GIVEN DATA START
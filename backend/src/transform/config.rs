//! Transformer configuration files.
//!
//! One JSON file describes one transformer: where its rows come from, how
//! they are reshaped, which properties each output row has and where the
//! result is written.
//!
//! ```json
//! {
//!   "sources": [{ "type": "excel", "group": "acme", "subgroup": "east" }],
//!   "preprocess": [{ "type": "trim", "top": 1 }],
//!   "properties": {
//!     "id": [{ "type": "column", "index": 0 }],
//!     "total": [{ "type": "column", "index": "B" }, { "type": "coerce", "as": "usd" }]
//!   },
//!   "destination": { "type": "csv", "group": "acme", "subgroup": "east" }
//! }
//! ```

use std::path::Path;

use indexmap::IndexMap;
use serde::{Deserialize, Serialize};
use serde_json::Value;

use super::dsl::{CellTransformation, RowTransformation, TableTransformation};
use crate::error::{ConfigError, ConfigResult};
use crate::validation::validate_transformer;

/// A parsed transformer configuration.
#[derive(Debug, Clone, PartialEq, Serialize, Deserialize)]
#[serde(deny_unknown_fields)]
pub struct TransformerConfig {
    /// File stem of the configuration; not part of the document.
    #[serde(skip)]
    pub name: String,

    pub sources: Vec<Source>,

    #[serde(default, skip_serializing_if = "Vec::is_empty")]
    pub preprocess: Vec<TableTransformation>,

    pub properties: Properties,

    #[serde(default, skip_serializing_if = "Vec::is_empty")]
    pub postprocess: Vec<TableTransformation>,

    pub destination: Destination,
}

impl TransformerConfig {
    /// Parse and validate a configuration document.
    ///
    /// The document is checked against the embedded schema first so every
    /// violation is reported with its JSON path.
    pub fn from_json(name: impl Into<String>, text: &str) -> ConfigResult<Self> {
        let document: Value = serde_json::from_str(text)?;
        validate_transformer(&document)?;

        // Parsed from the text again: going through `Value` would lose the
        // declaration order of `properties`.
        let mut config: TransformerConfig = serde_json::from_str(text)?;
        config.name = name.into();
        Ok(config)
    }

    /// Read a configuration file; its name is the file stem.
    pub async fn load(path: &Path) -> ConfigResult<Self> {
        let text = tokio::fs::read_to_string(path).await.map_err(|source| ConfigError::Io {
            path: path.to_path_buf(),
            source,
        })?;
        let name = path
            .file_stem()
            .map(|s| s.to_string_lossy().into_owned())
            .unwrap_or_default();
        Self::from_json(name, &text)
    }

    /// Property names in declaration order, i.e. the destination header.
    pub fn header(&self) -> Vec<String> {
        self.properties.iter().map(|(name, _)| name.to_string()).collect()
    }
}

/// Output properties, either as a list of named definitions or as a map.
#[derive(Debug, Clone, PartialEq, Serialize, Deserialize)]
#[serde(untagged)]
pub enum Properties {
    List(Vec<Property>),
    Map(IndexMap<String, Vec<CellTransformation>>),
}

#[derive(Debug, Clone, PartialEq, Serialize, Deserialize)]
#[serde(deny_unknown_fields)]
pub struct Property {
    pub name: String,
    pub definition: Vec<CellTransformation>,
}

impl Properties {
    /// `(name, chain)` pairs in declaration order.
    pub fn iter(&self) -> Box<dyn Iterator<Item = (&str, &[CellTransformation])> + Send + '_> {
        match self {
            Properties::List(list) => Box::new(
                list.iter()
                    .map(|p| (p.name.as_str(), p.definition.as_slice())),
            ),
            Properties::Map(map) => Box::new(map.iter().map(|(k, v)| (k.as_str(), v.as_slice()))),
        }
    }

    pub fn len(&self) -> usize {
        match self {
            Properties::List(list) => list.len(),
            Properties::Map(map) => map.len(),
        }
    }

    pub fn is_empty(&self) -> bool {
        self.len() == 0
    }
}

/// Where rows come from.
#[derive(Debug, Clone, PartialEq, Serialize, Deserialize)]
#[serde(tag = "type", rename_all = "snake_case", deny_unknown_fields)]
pub enum Source {
    /// Every workbook under `<group>/<subgroup>/<year>/Q<quarter>/`.
    Excel {
        group: String,
        subgroup: String,
        /// Sheet names to read; all sheets when absent.
        #[serde(default, skip_serializing_if = "Option::is_none")]
        sheets: Option<Vec<String>>,
        /// Row operations applied to every sheet as it is read.
        #[serde(default, skip_serializing_if = "Vec::is_empty")]
        rows: Vec<RowTransformation>,
    },
}

/// Where the final table goes.
#[derive(Debug, Clone, PartialEq, Serialize, Deserialize)]
#[serde(tag = "type", rename_all = "snake_case", deny_unknown_fields)]
pub enum Destination {
    /// `<group>/<subgroup>/<transformer name>.csv`
    Csv { group: String, subgroup: String },
}

#[cfg(test)]
mod tests {
    use super::*;
    use crate::transform::dsl::Coercion;

    const CONFIG: &str = r#"{
        "sources": [{ "type": "excel", "group": "acme", "subgroup": "east", "sheets": ["Data"] }],
        "preprocess": [{ "type": "trim", "top": 1 }],
        "properties": {
            "total": [{ "type": "column", "index": "B" }, { "type": "coerce", "as": "usd" }],
            "id": [{ "type": "column", "index": 0 }],
            "quarter": [{ "type": "meta", "value": "quarter.number" }]
        },
        "destination": { "type": "csv", "group": "acme", "subgroup": "east" }
    }"#;

    #[test]
    fn test_parse_keeps_property_order() {
        let config = TransformerConfig::from_json("acme", CONFIG).unwrap();
        assert_eq!(config.name, "acme");
        assert_eq!(config.header(), vec!["total", "id", "quarter"]);
        assert_eq!(config.preprocess.len(), 1);
        assert!(config.postprocess.is_empty());

        let (_, total) = config.properties.iter().next().unwrap();
        assert!(matches!(total[1], CellTransformation::Coerce(Coercion::Usd { .. })));
    }

    #[test]
    fn test_parse_property_list() {
        let text = r#"{
            "sources": [{ "type": "excel", "group": "g", "subgroup": "s" }],
            "properties": [
                { "name": "n", "definition": [{ "type": "counter" }] },
                { "name": "a", "definition": [{ "type": "literal", "value": 5 }] }
            ],
            "destination": { "type": "csv", "group": "g", "subgroup": "s" }
        }"#;
        let config = TransformerConfig::from_json("list", text).unwrap();
        assert!(matches!(config.properties, Properties::List(_)));
        assert_eq!(config.header(), vec!["n", "a"]);
    }

    #[test]
    fn test_schema_errors_carry_paths() {
        let text = CONFIG.replace(r#""as": "usd""#, r#""as": "euro""#);
        match TransformerConfig::from_json("bad", &text) {
            Err(ConfigError::Schema { violations }) => {
                assert!(violations.iter().any(|v| v.path == "/properties/total/1/as"));
            }
            other => panic!("expected schema error, got {:?}", other),
        }
    }

    #[test]
    fn test_malformed_json() {
        let err = TransformerConfig::from_json("bad", "{ nope").unwrap_err();
        assert!(matches!(err, ConfigError::Json(_)));
    }

    #[tokio::test]
    async fn test_load_names_by_file_stem() {
        let dir = tempfile::tempdir().unwrap();
        let path = dir.path().join("acme-east.json");
        std::fs::write(&path, CONFIG).unwrap();

        let config = TransformerConfig::load(&path).await.unwrap();
        assert_eq!(config.name, "acme-east");
        match &config.sources[0] {
            Source::Excel { sheets, .. } => assert_eq!(sheets.as_deref(), Some(&["Data".to_string()][..])),
        }
    }

    #[tokio::test]
    async fn test_load_missing_file() {
        let err = TransformerConfig::load(Path::new("/nonexistent/x.json")).await.unwrap_err();
        assert!(matches!(err, ConfigError::Io { .. }));
    }
}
GIVEN DATA END
TASK PROMPT:
Identify every line above that includes the word "subgroup", and show those lines.

WRITTEN REPLY:
//!   "sources": [{ "type": "excel", "group": "acme", "subgroup": "east" }],
//!   "destination": { "type": "csv", "group": "acme", "subgroup": "east" }
    /// Every workbook under `<group>/<subgroup>/<year>/Q<quarter>/`.
        subgroup: String,
    /// `<group>/<subgroup>/<transformer name>.csv`
    Csv { group: String, subgroup: String },
        "sources": [{ "type": "excel", "group": "acme", "subgroup": "east", "sheets": ["Data"] }],
        "destination": { "type": "csv", "group": "acme", "subgroup": "east" }
            "sources": [{ "type": "excel", "group": "g", "subgroup": "s" }],
            "destination": { "type": "csv", "group": "g", "subgroup": "s" }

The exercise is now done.